Cass. civ. Sez. III, Ord., (ud. 06-12-2019) 12-05-2020, n. 8816

Il matrimonio impone ad ambedue i coniugi l’obbligo di mantenere, istruire, educare e assistere moralmente i figli, nel rispetto delle loro capacità, inclinazioni naturali e aspirazioni.

 I genitori devono adempiere i loro obblighi nei confronti dei figli in proporzione alle rispettive sostanze e secondo la loro capacità di lavoro professionale o casalingo. Quando i genitori non hanno mezzi sufficienti, gli altri ascendenti, in ordine di prossimità, sono tenuti a fornire ai genitori stessi i mezzi necessari affinché possano adempiere i loro doveri nei confronti dei figli.

Detta obbligazione di mantenimento si collega allo status genitoriale ed assume, di conseguenza, pari decorrenza, dalla nascita del figlio. Pertanto, nel caso di successiva cessazione della convivenza fra i genitori, l’obbligo del genitore non affidatario o collocatario decorre non già dalla proposizione della domanda giudiziale, bensì dalla effettiva cessazione della coabitazione (Sez. 6 – 1, Ordinanza n. 3302 del 08/02/2017, Rv. 643362 – 02). Infatti, solo da quel momento diventano efficaci le statuizioni in tema di affidamento dei figli ed i conseguenti provvedimenti di natura economica.
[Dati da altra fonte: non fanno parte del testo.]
use super::{ArticleRepository, ArticleSession};
use crate::types::{Article, InsertOutcome, NewArticle, Result};
use async_trait::async_trait;
use chrono::Utc;
use std::sync::Arc;
use tokio::sync::Mutex;
use tracing::debug;

#[derive(Default)]
struct Store {
    articles: Vec<Article>,
    next_id: i64,
}

impl Store {
    fn contains(&self, url: &str) -> bool {
        self.articles.iter().any(|a| a.url == url)
    }
}

/// Process-local repository, used when no database is configured and in tests.
#[derive(Clone, Default)]
pub struct MemoryArticleRepository {
    store: Arc<Mutex<Store>>,
}

impl MemoryArticleRepository {
    pub fn new() -> Self {
        Self::default()
    }

    /// Committed articles in insertion order.
    pub async fn articles(&self) -> Vec<Article> {
        self.store.lock().await.articles.clone()
    }

    pub async fn len(&self) -> usize {
        self.store.lock().await.articles.len()
    }
}

#[async_trait]
impl ArticleRepository for MemoryArticleRepository {
    async fn session(&self) -> Result<Box<dyn ArticleSession>> {
        Ok(Box::new(MemorySession {
            store: self.store.clone(),
            staged: Vec::new(),
        }))
    }

    async fn find_by_url(&self, url: &str) -> Result<Option<Article>> {
        let store = self.store.lock().await;
        Ok(store.articles.iter().find(|a| a.url == url).cloned())
    }

    async fn recent(&self, limit: usize) -> Result<Vec<Article>> {
        let store = self.store.lock().await;
        Ok(newest_first(store.articles.iter(), limit))
    }

    async fn by_source(&self, source: &str, limit: usize) -> Result<Vec<Article>> {
        let store = self.store.lock().await;
        Ok(newest_first(
            store.articles.iter().filter(|a| a.source == source),
            limit,
        ))
    }
}

fn newest_first<'a>(articles: impl Iterator<Item = &'a Article>, limit: usize) -> Vec<Article> {
    let mut selected: Vec<Article> = articles.cloned().collect();
    selected.sort_by(|a, b| b.created_at.cmp(&a.created_at).then(b.id.cmp(&a.id)));
    selected.truncate(limit);
    selected
}

/// Staged rows are invisible to other sessions until commit.
struct MemorySession {
    store: Arc<Mutex<Store>>,
    staged: Vec<Article>,
}

#[async_trait]
impl ArticleSession for MemorySession {
    async fn exists(&mut self, url: &str) -> Result<bool> {
        if self.staged.iter().any(|a| a.url == url) {
            return Ok(true);
        }
        Ok(self.store.lock().await.contains(url))
    }

    async fn insert(&mut self, article: NewArticle) -> Result<InsertOutcome> {
        if self.exists(&article.url).await? {
            return Ok(InsertOutcome::AlreadyExists);
        }

        let id = {
            let mut store = self.store.lock().await;
            store.next_id += 1;
            store.next_id
        };
        let stored = article.into_article(id, Utc::now());
        self.staged.push(stored.clone());
        Ok(InsertOutcome::Inserted(stored))
    }

    async fn commit(&mut self) -> Result<usize> {
        let mut store = self.store.lock().await;
        let mut dropped = 0;
        for article in self.staged.drain(..) {
            // a concurrent session may have committed the same url first
            if store.contains(&article.url) {
                debug!("Dropping staged duplicate {}", article.url);
                dropped += 1;
                continue;
            }
            store.articles.push(article);
        }
        Ok(dropped)
    }

    async fn rollback(&mut self) -> Result<()> {
        self.staged.clear();
        Ok(())
    }
}

#[cfg(test)]
mod tests {
    use super::*;

    fn article(url: &str, source: &str) -> NewArticle {
        NewArticle {
            title: format!("Title for {}", url),
            url: url.to_string(),
            source: source.to_string(),
            content: "Body.".to_string(),
            summary: "Body.".to_string(),
        }
    }

    #[tokio::test]
    async fn commit_makes_batch_visible() {
        let repo = MemoryArticleRepository::new();
        let mut session = repo.session().await.unwrap();

        let outcome = session.insert(article("https://a/1", "a")).await.unwrap();
        assert!(matches!(outcome, InsertOutcome::Inserted(ref a) if a.id == 1));
        assert!(session.exists("https://a/1").await.unwrap());
        assert_eq!(repo.find_by_url("https://a/1").await.unwrap(), None);

        session.commit().await.unwrap();
        assert_eq!(repo.len().await, 1);
    }

    #[tokio::test]
    async fn rollback_discards_batch() {
        let repo = MemoryArticleRepository::new();
        let mut session = repo.session().await.unwrap();
        session.insert(article("https://a/1", "a")).await.unwrap();
        session.rollback().await.unwrap();
        session.commit().await.unwrap();

        assert_eq!(repo.len().await, 0);
    }

    #[tokio::test]
    async fn dropped_session_discards_batch() {
        let repo = MemoryArticleRepository::new();
        {
            let mut session = repo.session().await.unwrap();
            session.insert(article("https://a/1", "a")).await.unwrap();
        }
        assert_eq!(repo.len().await, 0);
    }

    #[tokio::test]
    async fn duplicate_url_is_reported_not_stored() {
        let repo = MemoryArticleRepository::new();
        let mut session = repo.session().await.unwrap();
        session.insert(article("https://a/1", "a")).await.unwrap();
        session.commit().await.unwrap();

        let outcome = session.insert(article("https://a/1", "b")).await.unwrap();
        assert_eq!(outcome, InsertOutcome::AlreadyExists);
        session.commit().await.unwrap();
        assert_eq!(repo.len().await, 1);
    }

    #[tokio::test]
    async fn concurrent_sessions_keep_urls_unique() {
        let repo = MemoryArticleRepository::new();
        let mut first = repo.session().await.unwrap();
        let mut second = repo.session().await.unwrap();

        first.insert(article("https://a/1", "a")).await.unwrap();
        second.insert(article("https://a/1", "a")).await.unwrap();
        second.insert(article("https://a/2", "a")).await.unwrap();
        assert_eq!(first.commit().await.unwrap(), 0);
        assert_eq!(second.commit().await.unwrap(), 1);

        assert_eq!(repo.len().await, 2);
    }

    #[tokio::test]
    async fn reads_are_newest_first_and_filtered() {
        let repo = MemoryArticleRepository::new();
        let mut session = repo.session().await.unwrap();
        for (url, source) in [("https://a/1", "a"), ("https://b/1", "b"), ("https://a/2", "a")] {
            session.insert(article(url, source)).await.unwrap();
        }
        session.commit().await.unwrap();

        let recent: Vec<String> = repo.recent(2).await.unwrap().into_iter().map(|a| a.url).collect();
        assert_eq!(recent, vec!["https://a/2", "https://b/1"]);

        let by_a: Vec<String> = repo
            .by_source("a", 10)
            .await
            .unwrap()
            .into_iter()
            .map(|a| a.url)
            .collect();
        assert_eq!(by_a, vec!["https://a/2", "https://a/1"]);
    }
}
In conclusione, la Corte di Cassazione ha affermato che la decisione del Tribunale per i minorenni relativa all’obbligo di mantenimento a carico del genitore non affidatario o collocatario non ha effetti costituitivi, bensì meramente dichiarativi di un diritto che, nell’an, è direttamente connesso allo status genitoriale. Tale pronuncia, pertanto, retroagisce naturalmente al momento della domanda, senza necessità di apposita statuizione sul punto.